An inflammatory process in which the gingival and buccal mucosa is necrotic and ulcerated, shows a tendency to spread, but does not form a pseudomembrane. Around the incisors, around the necks of the canine teeth, mainly in the gaps, the gums are dark red or even blue-red swollen, painful, and bleed easily, turning yellow or yellow-green paste-like greasy after 1-2 days.
The necrotic tissue falls off and produces ulcers that gradually fuse to form an ulcerated surface. The neck of the tooth is exposed and the tooth is loose. The mouth smells foul, salivates, and excretes foul-smelling tissue fragments and blood. The sick dog is accompanied by systemic symptoms such as fever.
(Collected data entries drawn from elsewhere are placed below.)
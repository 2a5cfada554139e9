//! Signal Interference Detection
//!
//! Tín hiệu dao động mạnh + trung bình yếu = có thể bị jamming/nhiễu,
//! khác với deauth "sạch" (tín hiệu mạnh rồi mất đột ngột).

use chrono::{DateTime, Local};

use crate::logic::alerts::{Alert, PatternKind};
use crate::logic::config::DetectorConfig;
use crate::logic::history::SignalSample;

pub const NAME: &str = "signal_interference";

const THREAT_SCORE: u8 = 6;

/// Mean and population variance; variance is 0 for fewer than two values
pub fn mean_and_variance(values: &[u8]) -> (f64, f64) {
    if values.is_empty() {
        return (0.0, 0.0);
    }
    let n = values.len() as f64;
    let mean = values.iter().map(|&v| v as f64).sum::<f64>() / n;
    if values.len() < 2 {
        return (mean, 0.0);
    }
    let variance = values
        .iter()
        .map(|&v| (v as f64 - mean).powi(2))
        .sum::<f64>()
        / n;
    (mean, variance)
}

/// `samples` are the signal readings inside the interference window
pub fn detect(samples: &[SignalSample], config: &DetectorConfig, now: DateTime<Local>) -> Vec<Alert> {
    if samples.len() < config.interference_min_samples {
        return vec![];
    }

    let mut by_ssid: Vec<(&str, Vec<u8>)> = Vec::new();
    for sample in samples {
        let Some(ssid) = sample.ssid.as_deref() else {
            continue;
        };
        match by_ssid.iter_mut().find(|(s, _)| *s == ssid) {
            Some((_, values)) => values.push(sample.signal_percent),
            None => by_ssid.push((ssid, vec![sample.signal_percent])),
        }
    }

    let mut alerts = Vec::new();
    for (ssid, values) in by_ssid {
        if values.len() < config.interference_min_samples {
            continue;
        }

        let (mean, variance) = mean_and_variance(&values);
        if variance > config.interference_min_variance && mean < config.interference_max_mean {
            log::debug!(
                "[INTERFERENCE] {}: {} samples, mean {:.1}%, variance {:.0}",
                ssid,
                values.len(),
                mean,
                variance
            );
            alerts.push(
                Alert::new(
                    PatternKind::SignalInterference,
                    format!("Signal interference detected on {}", ssid),
                    THREAT_SCORE,
                    format!("High signal variance ({:.0}) on {}", variance, ssid),
                    now,
                )
                .with_network(Some(ssid)),
            );
        }
    }
    alerts
}

// ============================================================================
// TESTS
// ============================================================================

#[cfg(test)]
mod tests {
    use super::*;
    use chrono::{Duration, TimeZone};

    fn samples(ssid: &str, values: &[u8]) -> Vec<SignalSample> {
        let t0 = Local.with_ymd_and_hms(2025, 6, 10, 14, 0, 0).unwrap();
        values
            .iter()
            .enumerate()
            .map(|(i, &v)| SignalSample {
                ssid: Some(ssid.to_string()),
                signal_percent: v,
                channel: 11,
                captured_at: t0 + Duration::seconds(i as i64 * 30),
            })
            .collect()
    }

    #[test]
    fn test_mean_and_variance() {
        let (mean, var) = mean_and_variance(&[10, 90, 10, 90]);
        assert!((mean - 50.0).abs() < 1e-9);
        assert!((var - 1600.0).abs() < 1e-9);
        assert_eq!(mean_and_variance(&[42]), (42.0, 0.0));
        assert_eq!(mean_and_variance(&[]), (0.0, 0.0));
    }

    #[test]
    fn test_volatile_weak_signal_fires() {
        let config = DetectorConfig::default();
        let values: Vec<u8> = (0..10).map(|i| if i % 2 == 0 { 10 } else { 85 }).collect();
        let alerts = detect(&samples("Cafe", &values), &config, Local::now());
        assert_eq!(alerts.len(), 1);
        assert_eq!(alerts[0].threat_score, 6);
        assert_eq!(alerts[0].ssid.as_deref(), Some("Cafe"));
        assert_eq!(alerts[0].details, "High signal variance (1406) on Cafe");
    }

    #[test]
    fn test_mean_of_exactly_fifty_does_not_fire() {
        let config = DetectorConfig::default();
        let values: Vec<u8> = (0..10).map(|i| if i % 2 == 0 { 10 } else { 90 }).collect();
        assert!(detect(&samples("Cafe", &values), &config, Local::now()).is_empty());
    }

    #[test]
    fn test_steady_signal_is_quiet() {
        let config = DetectorConfig::default();
        let alerts = detect(&samples("Office", &[30; 12]), &config, Local::now());
        assert!(alerts.is_empty());
    }

    #[test]
    fn test_per_ssid_minimum() {
        let config = DetectorConfig::default();
        let mut mixed = samples("Cafe", &[10, 85, 10, 85, 10, 85]);
        mixed.extend(samples("Office", &[10, 85, 10, 85, 10, 85]));
        assert!(detect(&mixed, &config, Local::now()).is_empty());
    }
}
//! Connection Edge Tracker
//!
//! Mục đích: Phát hiện chuyển trạng thái connected -> disconnected.
//! One disconnect candidate per real edge; repeated disconnected ticks yield nothing.

use chrono::{DateTime, Local};

use super::snapshot::ConnectionSnapshot;

/// What a snapshot changed relative to the previous one
#[derive(Debug, Clone, PartialEq)]
pub enum Transition {
    /// No state change worth acting on
    Unchanged,
    /// disconnected -> connected (or first snapshot already connected)
    Connected,
    /// connected -> disconnected
    Disconnected {
        /// Last snapshot seen while still connected
        last_connected: ConnectionSnapshot,
        /// Seconds between connect and disconnect edges
        connection_duration_secs: f64,
        at: DateTime<Local>,
    },
}

#[derive(Debug, Default)]
pub struct ConnectionTracker {
    previous_connected: Option<bool>,
    last_connected: Option<ConnectionSnapshot>,
    connected_since: Option<DateTime<Local>>,
}

impl ConnectionTracker {
    pub fn new() -> Self {
        Self::default()
    }

    /// Feed the next snapshot
    pub fn observe(&mut self, snapshot: &ConnectionSnapshot) -> Transition {
        let was_connected = self.previous_connected.replace(snapshot.connected);

        match (was_connected, snapshot.connected) {
            (Some(true), true) => {
                self.last_connected = Some(snapshot.clone());
                Transition::Unchanged
            }
            (None, true) | (Some(false), true) => {
                self.connected_since = Some(snapshot.captured_at);
                self.last_connected = Some(snapshot.clone());
                Transition::Connected
            }
            (Some(true), false) => {
                let since = self.connected_since.take();
                let connection_duration_secs = since
                    .map(|start| {
                        let millis = (snapshot.captured_at - start).num_milliseconds();
                        (millis.max(0) as f64) / 1000.0
                    })
                    .unwrap_or(0.0);

                let last_connected = self
                    .last_connected
                    .take()
                    .unwrap_or_else(|| ConnectionSnapshot::disconnected(snapshot.captured_at));

                Transition::Disconnected {
                    last_connected,
                    connection_duration_secs,
                    at: snapshot.captured_at,
                }
            }
            (None, false) | (Some(false), false) => Transition::Unchanged,
        }
    }

    pub fn is_connected(&self) -> bool {
        self.previous_connected.unwrap_or(false)
    }

    pub fn connected_since(&self) -> Option<DateTime<Local>> {
        self.connected_since
    }

    /// Current SSID while connected
    pub fn current_ssid(&self) -> Option<&str> {
        if self.is_connected() {
            self.last_connected.as_ref().and_then(|s| s.ssid.as_deref())
        } else {
            None
        }
    }
}

// ============================================================================
// TESTS
// ============================================================================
The oral mucosa forms soft, grayish-white, slightly elevated patches covered with a white pseudomembrane, which falls off and leaves an ulcerated surface. The sick dog has a decreased appetite and salivation. Systemic symptoms appear, such as fever.
It is not difficult to see what is wrong with your dog’s mouth. You will notice that he is not interested in more complex foods and is choosing to eat softer foods.